- Opening Delimiter -
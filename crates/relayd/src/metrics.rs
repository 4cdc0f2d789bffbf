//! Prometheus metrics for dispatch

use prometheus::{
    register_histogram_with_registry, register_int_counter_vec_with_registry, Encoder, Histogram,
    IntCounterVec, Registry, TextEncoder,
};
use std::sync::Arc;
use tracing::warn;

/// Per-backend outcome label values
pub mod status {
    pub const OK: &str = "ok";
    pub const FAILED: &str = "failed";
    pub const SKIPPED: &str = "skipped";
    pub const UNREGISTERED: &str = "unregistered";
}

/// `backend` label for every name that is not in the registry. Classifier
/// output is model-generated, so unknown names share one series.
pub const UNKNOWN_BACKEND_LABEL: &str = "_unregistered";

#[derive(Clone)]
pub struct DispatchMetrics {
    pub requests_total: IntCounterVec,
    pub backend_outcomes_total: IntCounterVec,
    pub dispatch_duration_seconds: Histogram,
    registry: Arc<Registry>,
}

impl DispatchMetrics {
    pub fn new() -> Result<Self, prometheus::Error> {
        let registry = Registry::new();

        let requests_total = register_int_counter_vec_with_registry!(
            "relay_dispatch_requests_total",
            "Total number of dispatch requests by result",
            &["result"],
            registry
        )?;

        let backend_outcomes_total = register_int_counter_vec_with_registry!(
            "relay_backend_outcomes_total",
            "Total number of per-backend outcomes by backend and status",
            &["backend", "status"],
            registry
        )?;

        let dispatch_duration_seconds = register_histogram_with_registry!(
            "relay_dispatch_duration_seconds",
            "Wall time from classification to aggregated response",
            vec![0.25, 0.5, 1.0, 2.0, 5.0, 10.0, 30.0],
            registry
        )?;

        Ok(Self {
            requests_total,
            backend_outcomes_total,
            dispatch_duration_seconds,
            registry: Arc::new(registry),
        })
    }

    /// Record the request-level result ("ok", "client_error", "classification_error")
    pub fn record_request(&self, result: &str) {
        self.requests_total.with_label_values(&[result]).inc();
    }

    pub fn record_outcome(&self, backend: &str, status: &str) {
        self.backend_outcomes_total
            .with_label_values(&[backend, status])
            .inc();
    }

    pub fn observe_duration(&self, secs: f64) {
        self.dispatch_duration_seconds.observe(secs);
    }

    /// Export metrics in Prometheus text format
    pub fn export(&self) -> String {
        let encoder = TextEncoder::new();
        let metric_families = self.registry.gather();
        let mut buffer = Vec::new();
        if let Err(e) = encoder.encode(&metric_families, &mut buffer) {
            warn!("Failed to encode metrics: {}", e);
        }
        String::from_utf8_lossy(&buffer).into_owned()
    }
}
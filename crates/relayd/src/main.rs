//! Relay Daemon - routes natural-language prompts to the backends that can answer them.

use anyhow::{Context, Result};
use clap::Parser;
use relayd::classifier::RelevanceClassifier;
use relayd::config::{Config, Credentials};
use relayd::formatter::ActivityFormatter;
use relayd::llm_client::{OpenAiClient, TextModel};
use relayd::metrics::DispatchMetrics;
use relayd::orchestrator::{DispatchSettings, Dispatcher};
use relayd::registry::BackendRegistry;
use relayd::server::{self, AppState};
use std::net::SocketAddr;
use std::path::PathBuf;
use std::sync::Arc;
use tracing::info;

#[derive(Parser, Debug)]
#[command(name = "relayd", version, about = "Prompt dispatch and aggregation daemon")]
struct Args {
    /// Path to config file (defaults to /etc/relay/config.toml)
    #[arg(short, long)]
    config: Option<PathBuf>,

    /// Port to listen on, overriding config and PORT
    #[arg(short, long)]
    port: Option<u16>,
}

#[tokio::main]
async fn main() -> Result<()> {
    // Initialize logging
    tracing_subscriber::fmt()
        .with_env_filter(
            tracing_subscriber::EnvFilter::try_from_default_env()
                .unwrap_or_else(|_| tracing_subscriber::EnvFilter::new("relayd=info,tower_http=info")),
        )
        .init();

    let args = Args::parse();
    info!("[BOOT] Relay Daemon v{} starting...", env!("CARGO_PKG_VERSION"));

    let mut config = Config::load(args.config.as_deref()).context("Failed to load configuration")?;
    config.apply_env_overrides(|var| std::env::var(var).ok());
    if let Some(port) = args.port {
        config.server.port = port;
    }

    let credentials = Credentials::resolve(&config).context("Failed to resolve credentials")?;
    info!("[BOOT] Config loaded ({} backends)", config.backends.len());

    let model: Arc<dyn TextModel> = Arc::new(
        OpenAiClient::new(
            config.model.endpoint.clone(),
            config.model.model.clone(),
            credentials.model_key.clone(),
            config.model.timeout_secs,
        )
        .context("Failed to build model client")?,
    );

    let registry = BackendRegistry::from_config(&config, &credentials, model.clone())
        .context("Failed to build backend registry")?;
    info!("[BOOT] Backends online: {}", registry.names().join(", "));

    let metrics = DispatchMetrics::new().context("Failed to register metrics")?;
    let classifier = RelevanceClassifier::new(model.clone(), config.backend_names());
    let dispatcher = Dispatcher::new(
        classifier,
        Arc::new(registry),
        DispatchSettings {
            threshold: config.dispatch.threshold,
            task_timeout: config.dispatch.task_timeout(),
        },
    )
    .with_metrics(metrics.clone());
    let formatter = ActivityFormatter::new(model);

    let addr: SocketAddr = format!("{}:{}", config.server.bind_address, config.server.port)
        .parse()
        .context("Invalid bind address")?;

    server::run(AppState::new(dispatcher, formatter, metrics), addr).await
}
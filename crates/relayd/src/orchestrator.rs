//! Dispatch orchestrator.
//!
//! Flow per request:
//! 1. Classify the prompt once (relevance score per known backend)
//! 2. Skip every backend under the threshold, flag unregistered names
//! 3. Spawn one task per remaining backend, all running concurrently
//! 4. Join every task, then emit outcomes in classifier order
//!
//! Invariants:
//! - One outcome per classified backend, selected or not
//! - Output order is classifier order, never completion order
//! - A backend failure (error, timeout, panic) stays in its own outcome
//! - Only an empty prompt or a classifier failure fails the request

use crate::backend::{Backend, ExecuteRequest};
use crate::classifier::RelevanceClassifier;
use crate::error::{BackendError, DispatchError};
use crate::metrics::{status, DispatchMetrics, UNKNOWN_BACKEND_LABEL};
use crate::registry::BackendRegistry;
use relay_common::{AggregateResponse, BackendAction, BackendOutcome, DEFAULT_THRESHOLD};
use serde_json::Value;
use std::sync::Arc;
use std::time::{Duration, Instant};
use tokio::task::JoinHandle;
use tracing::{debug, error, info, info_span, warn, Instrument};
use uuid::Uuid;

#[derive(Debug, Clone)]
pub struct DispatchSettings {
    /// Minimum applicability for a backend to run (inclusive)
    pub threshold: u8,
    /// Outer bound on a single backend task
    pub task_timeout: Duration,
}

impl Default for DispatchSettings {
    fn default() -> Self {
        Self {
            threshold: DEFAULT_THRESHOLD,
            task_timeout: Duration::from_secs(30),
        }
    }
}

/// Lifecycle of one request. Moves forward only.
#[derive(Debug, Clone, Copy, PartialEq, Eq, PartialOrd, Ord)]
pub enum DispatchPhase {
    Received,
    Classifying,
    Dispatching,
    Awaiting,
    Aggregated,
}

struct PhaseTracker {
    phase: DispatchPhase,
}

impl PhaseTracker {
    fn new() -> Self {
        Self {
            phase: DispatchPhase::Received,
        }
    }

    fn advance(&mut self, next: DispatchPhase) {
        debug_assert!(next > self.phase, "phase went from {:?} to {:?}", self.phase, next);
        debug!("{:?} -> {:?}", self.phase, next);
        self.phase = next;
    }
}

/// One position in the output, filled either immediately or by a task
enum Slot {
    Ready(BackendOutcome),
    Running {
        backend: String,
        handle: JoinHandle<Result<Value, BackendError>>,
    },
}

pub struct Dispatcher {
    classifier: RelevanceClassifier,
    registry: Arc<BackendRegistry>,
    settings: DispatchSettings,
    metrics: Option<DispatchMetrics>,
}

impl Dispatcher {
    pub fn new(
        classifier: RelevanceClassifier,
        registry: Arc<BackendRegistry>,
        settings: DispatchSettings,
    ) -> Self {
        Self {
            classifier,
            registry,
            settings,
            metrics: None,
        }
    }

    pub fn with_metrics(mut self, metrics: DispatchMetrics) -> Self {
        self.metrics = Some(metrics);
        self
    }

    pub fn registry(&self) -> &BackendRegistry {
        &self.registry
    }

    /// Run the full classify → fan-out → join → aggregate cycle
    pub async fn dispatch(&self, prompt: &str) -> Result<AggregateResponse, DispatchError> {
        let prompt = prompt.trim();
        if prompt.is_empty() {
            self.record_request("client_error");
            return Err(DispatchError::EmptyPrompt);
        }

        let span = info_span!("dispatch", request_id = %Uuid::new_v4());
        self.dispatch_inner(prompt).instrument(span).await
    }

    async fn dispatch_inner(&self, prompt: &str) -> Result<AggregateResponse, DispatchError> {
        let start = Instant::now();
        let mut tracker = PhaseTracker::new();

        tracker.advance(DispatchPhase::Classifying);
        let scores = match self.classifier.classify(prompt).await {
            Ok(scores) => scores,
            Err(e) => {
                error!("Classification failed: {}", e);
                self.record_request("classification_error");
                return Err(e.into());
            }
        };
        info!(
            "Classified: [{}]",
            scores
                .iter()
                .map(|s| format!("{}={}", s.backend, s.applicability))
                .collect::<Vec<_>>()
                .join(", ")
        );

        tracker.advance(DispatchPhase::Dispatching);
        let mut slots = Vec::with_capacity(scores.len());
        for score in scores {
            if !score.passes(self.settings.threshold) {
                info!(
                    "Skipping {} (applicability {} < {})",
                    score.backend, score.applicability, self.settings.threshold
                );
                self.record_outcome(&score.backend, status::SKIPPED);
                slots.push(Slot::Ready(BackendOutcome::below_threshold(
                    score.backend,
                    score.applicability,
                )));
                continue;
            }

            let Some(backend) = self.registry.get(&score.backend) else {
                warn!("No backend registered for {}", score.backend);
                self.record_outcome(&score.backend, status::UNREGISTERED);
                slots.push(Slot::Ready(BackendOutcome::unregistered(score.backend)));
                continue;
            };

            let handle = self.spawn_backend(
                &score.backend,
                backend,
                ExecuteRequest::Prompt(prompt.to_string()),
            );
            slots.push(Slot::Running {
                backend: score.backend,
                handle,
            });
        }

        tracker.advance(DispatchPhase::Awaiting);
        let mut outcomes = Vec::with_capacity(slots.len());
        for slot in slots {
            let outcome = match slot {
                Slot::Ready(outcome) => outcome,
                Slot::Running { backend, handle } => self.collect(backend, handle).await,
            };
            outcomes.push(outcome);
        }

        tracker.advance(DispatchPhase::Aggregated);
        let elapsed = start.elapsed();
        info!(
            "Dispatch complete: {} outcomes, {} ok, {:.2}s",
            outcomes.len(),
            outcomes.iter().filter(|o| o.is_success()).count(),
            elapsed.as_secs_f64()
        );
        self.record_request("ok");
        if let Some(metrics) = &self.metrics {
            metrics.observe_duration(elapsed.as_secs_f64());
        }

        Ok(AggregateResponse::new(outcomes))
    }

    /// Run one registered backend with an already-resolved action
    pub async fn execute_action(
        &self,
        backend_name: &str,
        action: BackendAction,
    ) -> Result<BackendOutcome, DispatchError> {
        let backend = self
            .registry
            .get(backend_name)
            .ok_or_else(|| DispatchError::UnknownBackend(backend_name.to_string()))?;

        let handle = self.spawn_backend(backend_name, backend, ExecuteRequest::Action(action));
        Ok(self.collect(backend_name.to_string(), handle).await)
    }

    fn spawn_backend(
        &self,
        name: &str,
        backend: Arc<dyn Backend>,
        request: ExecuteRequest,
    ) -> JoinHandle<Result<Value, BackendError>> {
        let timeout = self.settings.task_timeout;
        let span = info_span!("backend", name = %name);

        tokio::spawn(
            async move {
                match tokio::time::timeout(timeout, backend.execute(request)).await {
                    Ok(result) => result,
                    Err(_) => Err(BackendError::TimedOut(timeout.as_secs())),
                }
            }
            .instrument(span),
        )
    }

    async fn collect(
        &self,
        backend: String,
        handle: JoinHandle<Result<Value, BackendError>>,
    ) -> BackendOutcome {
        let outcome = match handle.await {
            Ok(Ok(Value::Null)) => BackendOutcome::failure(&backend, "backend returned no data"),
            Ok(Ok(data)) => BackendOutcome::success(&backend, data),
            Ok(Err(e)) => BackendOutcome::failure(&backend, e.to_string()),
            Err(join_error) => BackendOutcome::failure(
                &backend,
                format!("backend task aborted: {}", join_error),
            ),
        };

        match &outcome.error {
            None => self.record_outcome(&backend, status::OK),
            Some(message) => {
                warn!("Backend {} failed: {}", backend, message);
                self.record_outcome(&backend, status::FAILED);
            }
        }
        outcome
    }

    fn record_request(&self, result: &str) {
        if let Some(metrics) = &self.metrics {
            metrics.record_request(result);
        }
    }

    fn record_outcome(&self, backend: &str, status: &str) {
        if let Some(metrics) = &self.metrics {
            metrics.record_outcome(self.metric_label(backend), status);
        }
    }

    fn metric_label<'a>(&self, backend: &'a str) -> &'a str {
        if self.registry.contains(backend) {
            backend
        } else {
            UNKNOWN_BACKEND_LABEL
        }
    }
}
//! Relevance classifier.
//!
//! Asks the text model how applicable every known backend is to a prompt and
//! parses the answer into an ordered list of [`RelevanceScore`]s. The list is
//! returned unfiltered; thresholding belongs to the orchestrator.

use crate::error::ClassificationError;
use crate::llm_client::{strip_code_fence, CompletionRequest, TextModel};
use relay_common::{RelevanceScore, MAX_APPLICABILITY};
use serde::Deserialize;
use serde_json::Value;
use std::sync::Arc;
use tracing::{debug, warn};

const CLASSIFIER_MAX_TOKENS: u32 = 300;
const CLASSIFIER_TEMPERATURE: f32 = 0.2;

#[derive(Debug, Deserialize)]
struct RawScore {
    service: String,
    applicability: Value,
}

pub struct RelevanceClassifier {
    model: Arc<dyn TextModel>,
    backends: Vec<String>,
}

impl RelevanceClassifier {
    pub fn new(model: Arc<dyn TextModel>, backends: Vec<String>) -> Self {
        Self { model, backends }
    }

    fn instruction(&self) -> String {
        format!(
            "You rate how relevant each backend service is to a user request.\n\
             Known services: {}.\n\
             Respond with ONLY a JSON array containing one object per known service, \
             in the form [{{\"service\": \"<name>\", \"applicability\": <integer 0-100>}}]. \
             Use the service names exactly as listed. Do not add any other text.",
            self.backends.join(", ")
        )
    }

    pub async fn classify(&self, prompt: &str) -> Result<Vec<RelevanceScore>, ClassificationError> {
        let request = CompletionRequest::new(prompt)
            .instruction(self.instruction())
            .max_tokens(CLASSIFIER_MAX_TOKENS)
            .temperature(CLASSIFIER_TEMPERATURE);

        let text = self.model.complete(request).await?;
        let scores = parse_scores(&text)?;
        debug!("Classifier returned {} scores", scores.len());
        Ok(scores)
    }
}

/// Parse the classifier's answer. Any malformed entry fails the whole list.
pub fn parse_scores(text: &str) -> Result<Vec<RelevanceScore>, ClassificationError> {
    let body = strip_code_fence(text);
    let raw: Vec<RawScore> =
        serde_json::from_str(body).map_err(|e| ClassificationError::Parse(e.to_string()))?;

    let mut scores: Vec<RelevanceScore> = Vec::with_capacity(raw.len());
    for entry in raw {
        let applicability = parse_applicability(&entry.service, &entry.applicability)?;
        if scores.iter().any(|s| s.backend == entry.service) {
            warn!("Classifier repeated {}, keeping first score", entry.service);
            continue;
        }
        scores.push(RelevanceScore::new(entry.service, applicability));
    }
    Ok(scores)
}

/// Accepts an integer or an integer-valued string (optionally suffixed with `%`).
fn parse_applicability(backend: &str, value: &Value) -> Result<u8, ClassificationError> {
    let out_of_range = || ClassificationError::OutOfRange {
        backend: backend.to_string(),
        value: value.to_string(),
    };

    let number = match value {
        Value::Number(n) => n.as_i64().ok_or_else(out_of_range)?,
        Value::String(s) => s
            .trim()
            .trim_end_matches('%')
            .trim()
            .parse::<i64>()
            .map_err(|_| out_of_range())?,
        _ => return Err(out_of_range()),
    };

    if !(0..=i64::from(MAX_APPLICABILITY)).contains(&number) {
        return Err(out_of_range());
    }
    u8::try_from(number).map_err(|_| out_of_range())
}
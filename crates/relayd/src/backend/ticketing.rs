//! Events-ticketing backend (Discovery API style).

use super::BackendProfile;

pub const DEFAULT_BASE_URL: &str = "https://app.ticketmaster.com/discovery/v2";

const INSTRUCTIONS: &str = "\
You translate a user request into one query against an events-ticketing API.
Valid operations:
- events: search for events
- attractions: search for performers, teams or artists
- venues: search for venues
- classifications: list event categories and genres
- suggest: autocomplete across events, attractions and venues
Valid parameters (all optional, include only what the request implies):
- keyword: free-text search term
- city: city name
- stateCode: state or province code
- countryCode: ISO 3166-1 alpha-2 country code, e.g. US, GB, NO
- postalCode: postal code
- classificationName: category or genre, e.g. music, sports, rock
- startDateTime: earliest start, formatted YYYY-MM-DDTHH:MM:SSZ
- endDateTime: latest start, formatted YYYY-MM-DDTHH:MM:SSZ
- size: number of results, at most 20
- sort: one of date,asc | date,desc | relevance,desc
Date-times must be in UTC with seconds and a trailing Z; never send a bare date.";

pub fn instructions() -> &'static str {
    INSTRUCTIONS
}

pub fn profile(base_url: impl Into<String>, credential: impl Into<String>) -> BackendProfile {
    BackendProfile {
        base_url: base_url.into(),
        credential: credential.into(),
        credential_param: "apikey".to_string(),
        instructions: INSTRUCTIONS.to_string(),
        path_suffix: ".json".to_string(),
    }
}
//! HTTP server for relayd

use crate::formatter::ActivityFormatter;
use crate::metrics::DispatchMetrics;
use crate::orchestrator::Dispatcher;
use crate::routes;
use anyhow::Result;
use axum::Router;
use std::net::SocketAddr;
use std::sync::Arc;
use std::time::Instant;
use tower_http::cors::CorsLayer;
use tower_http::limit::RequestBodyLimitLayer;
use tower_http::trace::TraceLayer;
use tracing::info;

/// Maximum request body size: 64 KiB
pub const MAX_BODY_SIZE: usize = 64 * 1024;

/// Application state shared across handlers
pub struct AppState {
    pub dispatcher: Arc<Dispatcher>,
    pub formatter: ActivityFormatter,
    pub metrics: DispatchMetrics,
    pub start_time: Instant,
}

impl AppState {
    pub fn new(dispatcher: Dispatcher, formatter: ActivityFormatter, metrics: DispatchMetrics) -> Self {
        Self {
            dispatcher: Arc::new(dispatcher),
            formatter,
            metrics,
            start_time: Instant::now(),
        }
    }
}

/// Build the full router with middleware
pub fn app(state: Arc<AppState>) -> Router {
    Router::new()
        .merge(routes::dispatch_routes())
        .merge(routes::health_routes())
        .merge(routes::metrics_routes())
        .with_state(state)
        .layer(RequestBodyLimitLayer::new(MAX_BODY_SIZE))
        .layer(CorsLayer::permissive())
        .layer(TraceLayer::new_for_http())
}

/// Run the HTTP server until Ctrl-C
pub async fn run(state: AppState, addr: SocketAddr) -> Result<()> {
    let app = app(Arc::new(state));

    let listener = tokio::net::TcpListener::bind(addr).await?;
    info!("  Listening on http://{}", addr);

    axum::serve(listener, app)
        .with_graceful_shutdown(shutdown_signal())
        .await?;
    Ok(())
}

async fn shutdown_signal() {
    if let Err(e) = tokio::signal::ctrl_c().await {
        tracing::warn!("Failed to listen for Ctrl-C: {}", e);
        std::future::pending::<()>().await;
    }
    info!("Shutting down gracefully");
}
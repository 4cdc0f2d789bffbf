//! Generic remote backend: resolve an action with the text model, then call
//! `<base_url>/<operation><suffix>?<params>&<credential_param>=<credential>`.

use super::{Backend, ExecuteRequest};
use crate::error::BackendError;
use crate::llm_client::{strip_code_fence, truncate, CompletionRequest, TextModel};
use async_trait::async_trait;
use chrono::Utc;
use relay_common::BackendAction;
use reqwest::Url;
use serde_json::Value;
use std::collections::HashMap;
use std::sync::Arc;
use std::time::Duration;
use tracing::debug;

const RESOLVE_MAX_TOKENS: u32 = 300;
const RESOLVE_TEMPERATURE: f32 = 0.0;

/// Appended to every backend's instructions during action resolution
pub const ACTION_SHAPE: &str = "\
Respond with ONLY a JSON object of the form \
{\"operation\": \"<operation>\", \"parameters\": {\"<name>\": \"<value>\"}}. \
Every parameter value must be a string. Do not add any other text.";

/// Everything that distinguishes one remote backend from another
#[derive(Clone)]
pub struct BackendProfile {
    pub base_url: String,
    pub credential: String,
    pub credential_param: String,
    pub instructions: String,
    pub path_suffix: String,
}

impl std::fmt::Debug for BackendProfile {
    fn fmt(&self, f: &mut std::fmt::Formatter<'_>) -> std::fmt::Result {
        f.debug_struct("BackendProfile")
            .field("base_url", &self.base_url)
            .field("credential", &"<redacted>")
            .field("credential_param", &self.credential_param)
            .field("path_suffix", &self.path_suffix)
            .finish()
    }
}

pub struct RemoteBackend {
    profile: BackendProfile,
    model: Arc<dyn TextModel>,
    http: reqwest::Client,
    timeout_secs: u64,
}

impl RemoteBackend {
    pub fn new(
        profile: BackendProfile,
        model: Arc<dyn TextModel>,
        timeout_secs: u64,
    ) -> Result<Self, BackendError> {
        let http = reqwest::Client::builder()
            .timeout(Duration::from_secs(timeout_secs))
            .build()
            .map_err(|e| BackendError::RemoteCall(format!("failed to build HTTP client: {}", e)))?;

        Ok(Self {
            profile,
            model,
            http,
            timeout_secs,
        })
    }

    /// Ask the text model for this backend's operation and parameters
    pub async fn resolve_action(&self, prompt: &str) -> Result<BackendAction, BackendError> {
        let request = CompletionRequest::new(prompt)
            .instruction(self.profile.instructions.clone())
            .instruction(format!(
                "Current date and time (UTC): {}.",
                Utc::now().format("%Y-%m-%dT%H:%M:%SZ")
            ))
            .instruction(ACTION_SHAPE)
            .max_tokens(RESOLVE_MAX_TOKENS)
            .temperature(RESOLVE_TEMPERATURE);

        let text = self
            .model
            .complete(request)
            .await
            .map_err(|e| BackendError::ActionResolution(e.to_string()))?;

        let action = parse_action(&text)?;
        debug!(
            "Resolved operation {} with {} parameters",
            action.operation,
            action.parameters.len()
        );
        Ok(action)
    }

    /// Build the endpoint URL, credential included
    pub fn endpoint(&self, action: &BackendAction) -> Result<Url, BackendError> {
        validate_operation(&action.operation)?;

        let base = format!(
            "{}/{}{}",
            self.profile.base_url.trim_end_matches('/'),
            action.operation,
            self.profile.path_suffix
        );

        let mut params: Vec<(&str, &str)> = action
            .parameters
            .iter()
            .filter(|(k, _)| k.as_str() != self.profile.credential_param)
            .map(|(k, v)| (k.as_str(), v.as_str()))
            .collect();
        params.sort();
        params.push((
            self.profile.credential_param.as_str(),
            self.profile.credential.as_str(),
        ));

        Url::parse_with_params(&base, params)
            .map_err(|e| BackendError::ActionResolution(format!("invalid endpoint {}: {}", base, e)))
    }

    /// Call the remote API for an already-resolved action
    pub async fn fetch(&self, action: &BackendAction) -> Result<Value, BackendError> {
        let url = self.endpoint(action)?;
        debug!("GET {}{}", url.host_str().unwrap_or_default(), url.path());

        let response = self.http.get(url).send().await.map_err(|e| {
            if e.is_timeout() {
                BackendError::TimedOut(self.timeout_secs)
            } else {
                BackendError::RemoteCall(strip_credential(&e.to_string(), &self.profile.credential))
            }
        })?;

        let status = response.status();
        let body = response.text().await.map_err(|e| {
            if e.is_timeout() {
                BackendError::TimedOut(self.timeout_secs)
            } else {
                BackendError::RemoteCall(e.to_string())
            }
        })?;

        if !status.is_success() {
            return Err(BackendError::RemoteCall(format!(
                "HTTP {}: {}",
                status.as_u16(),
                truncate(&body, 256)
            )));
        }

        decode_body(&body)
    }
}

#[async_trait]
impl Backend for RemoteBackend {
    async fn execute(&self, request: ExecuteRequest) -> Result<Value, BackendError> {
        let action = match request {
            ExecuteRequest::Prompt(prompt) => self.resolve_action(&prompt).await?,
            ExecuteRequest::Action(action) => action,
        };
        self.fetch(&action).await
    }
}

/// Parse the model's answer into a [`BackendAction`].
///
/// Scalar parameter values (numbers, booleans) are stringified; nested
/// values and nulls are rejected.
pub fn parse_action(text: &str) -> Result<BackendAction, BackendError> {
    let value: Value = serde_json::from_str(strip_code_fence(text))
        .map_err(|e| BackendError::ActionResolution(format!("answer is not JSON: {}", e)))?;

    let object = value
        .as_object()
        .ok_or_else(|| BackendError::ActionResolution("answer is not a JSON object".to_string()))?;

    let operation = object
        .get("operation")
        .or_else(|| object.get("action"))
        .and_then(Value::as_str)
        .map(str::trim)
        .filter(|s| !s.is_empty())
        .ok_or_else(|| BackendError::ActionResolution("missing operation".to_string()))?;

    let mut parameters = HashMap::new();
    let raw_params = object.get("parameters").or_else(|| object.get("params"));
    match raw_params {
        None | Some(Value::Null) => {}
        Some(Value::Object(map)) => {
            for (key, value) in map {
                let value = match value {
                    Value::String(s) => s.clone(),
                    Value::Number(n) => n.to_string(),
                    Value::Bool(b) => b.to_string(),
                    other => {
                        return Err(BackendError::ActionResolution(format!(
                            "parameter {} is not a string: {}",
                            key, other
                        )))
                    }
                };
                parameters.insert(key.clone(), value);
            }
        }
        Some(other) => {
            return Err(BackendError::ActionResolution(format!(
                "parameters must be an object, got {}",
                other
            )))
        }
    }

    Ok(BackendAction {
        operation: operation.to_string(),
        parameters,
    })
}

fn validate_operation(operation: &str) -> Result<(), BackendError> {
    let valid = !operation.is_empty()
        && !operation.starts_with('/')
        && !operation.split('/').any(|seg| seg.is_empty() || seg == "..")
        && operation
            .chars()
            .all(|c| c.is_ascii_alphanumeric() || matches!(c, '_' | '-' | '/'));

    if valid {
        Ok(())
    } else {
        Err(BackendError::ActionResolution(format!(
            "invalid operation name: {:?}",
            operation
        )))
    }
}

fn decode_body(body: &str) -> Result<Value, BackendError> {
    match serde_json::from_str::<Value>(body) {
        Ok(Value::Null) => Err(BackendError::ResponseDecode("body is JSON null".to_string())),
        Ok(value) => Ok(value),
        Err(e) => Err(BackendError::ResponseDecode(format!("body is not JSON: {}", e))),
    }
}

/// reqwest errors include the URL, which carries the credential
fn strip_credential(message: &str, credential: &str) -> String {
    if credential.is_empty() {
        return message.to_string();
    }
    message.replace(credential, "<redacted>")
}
- Closing Delimiter -
WORK TO BE COMPLETED:
State how many lines of the listing include "PathBuf", and nothing more.

WRITTEN ANSWER:
2